Several months ago on CNBC, John Gutfreund was asked about the leverage ratios employed by Solomon Brothers under his watch as the head of that organization. He replied that leverage ratios of eight to one gave him heart palpitations. Whatever the accuracy of that assertion, there is no question that leverage ratios rose to unsustainable heights and were rationalized under the banner of the more efficient use of capital. When the system is so leveraged and that leverage begins to unwind, then credit freezes, contract settlements cease, and no institution of any size in terms of revenue, cash flow or capital is safe—especially if that institution is dependent upon external sources of funding, which is the very nature of financial service institutions.
And, of course, it wasn't only leverage itself, but also the nature of the assets being leveraged. A certain amount of financial hubris set into the belief that modeling risk essentially crowded out, what people now term in various ways—as "black swans," "idiosyncratic risk" or "fat tails." Whatever term you may use, it is the consideration of what happens when that portion of risk at the tail end of the curve happens to manifest. We also now understand correlational risk as perhaps never before—the risk that if there is a two percent modeled risk of default in an asset, the occurrence of that event substantially causes the market in that entire asset class to cease to exist. It is ongoing in an ever more complex financial world.
In my short time in the industry, I participated in risk management exercises, and let me emphasize that I understand just how difficult that process is. But the painful lessons learned from the last 18 months cannot be forgotten. I will leave to the SEC and Fed to determine how leverage and capital requirements must be adjusted, but changes in the risk management process is equally important. First, scenario analyses need to be performed by independent risk managers that are not in love with the positions or the strategies. Second, scenarios must always evaluate cross-asset contagion risk. Third, the firm must react immediately when there are dramatic market and economic changes to reevaluate the exposures and maximum potential losses, with a careful appreciation of funding implications resulting from holding company exposures and careful concern as to how customers are being advised. And finally, this must be a task that is not delegated by the CEO and senior management of the broker-dealer no matter what the press of other business. Beyond each of these points, compliance must be an active participant in this process. The artificial border between risk management and compliance must end.
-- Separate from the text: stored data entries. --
//! `VIDIOC_G_CTRL` and `VIDIOC_S_CTRL`, through which all MFC codec settings go.
use std::os::unix::io::AsRawFd;

use nix::errno::Errno;
use thiserror::Error;

use crate::bindings::v4l2_control;

#[doc(hidden)]
mod ioctl {
    use crate::bindings::v4l2_control;
    nix::ioctl_readwrite!(vidioc_g_ctrl, b'V', 27, v4l2_control);
    nix::ioctl_readwrite!(vidioc_s_ctrl, b'V', 28, v4l2_control);
}

#[derive(Debug, Error)]
pub enum SCtrlError {
    #[error("control not supported by the driver")]
    InvalidId,
    #[error("value out of range")]
    ValueOutOfBounds,
    #[error("control cannot be changed in the current state")]
    DeviceBusy,
    #[error("control is read-only")]
    ReadOnly,
    #[error("ioctl error: {0}")]
    IoctlError(Errno),
}

impl From<Errno> for SCtrlError {
    fn from(errno: Errno) -> Self {
        match errno {
            Errno::EINVAL => SCtrlError::InvalidId,
            Errno::ERANGE => SCtrlError::ValueOutOfBounds,
            Errno::EBUSY => SCtrlError::DeviceBusy,
            Errno::EACCES => SCtrlError::ReadOnly,
            e => SCtrlError::IoctlError(e),
        }
    }
}

impl From<SCtrlError> for Errno {
    fn from(err: SCtrlError) -> Self {
        match err {
            SCtrlError::InvalidId => Errno::EINVAL,
            SCtrlError::ValueOutOfBounds => Errno::ERANGE,
            SCtrlError::DeviceBusy => Errno::EBUSY,
            SCtrlError::ReadOnly => Errno::EACCES,
            SCtrlError::IoctlError(e) => e,
        }
    }
}

type CtrlIoctl = unsafe fn(nix::libc::c_int, *mut v4l2_control) -> nix::Result<nix::libc::c_int>;

fn ctrl_ioctl(fd: &impl AsRawFd, f: CtrlIoctl, id: u32, value: i32) -> Result<i32, SCtrlError> {
    let mut ctrl = v4l2_control { id, value };
    // SAFETY: `ctrl` is a valid structure the driver updates in place.
    unsafe { f(fd.as_raw_fd(), &mut ctrl) }?;
    Ok(ctrl.value)
}

/// Set control `id` to `value`. Returns the value the driver kept.
pub fn s_ctrl(fd: &impl AsRawFd, id: u32, value: i32) -> Result<i32, SCtrlError> {
    ctrl_ioctl(fd, ioctl::vidioc_s_ctrl, id, value)
}

pub fn g_ctrl(fd: &impl AsRawFd, id: u32) -> Result<i32, SCtrlError> {
    ctrl_ioctl(fd, ioctl::vidioc_g_ctrl, id, 0)
}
No, you can't run the numbers, but your instincts and natural concerns regarding impacts on your customers are critical to effective risk management oversight.
Similar to risk management, there are critical lessons learned for the compliance function rising from the market collapse and credit crisis. The classic example of this, of course, is the auction rate securities market. Investors didn't lose money simply because of a compliance failure on the part of firms, but the impending scarcity of new buyers at auction was, at some point, not a real secret.
What is clear from the recent experience with auction rate securities is that every broker-dealer must understand the risk-reward quotient of products and that understanding must extend from the product originator to the furthest down-line firm marketing the product. Product review cannot be a static process and firms must understand when market forces render a change in the risks of a product at the earliest reasonable time.
If we've learned anything from the ARS episode, it's that senior management at firms must be involved in compliance. Compliance officers need to have access to senior leaders and there needs to be a genuine demonstration in responding to potential problems, investing in technology solutions and, most important, providing adequate staffing in the area of compliance.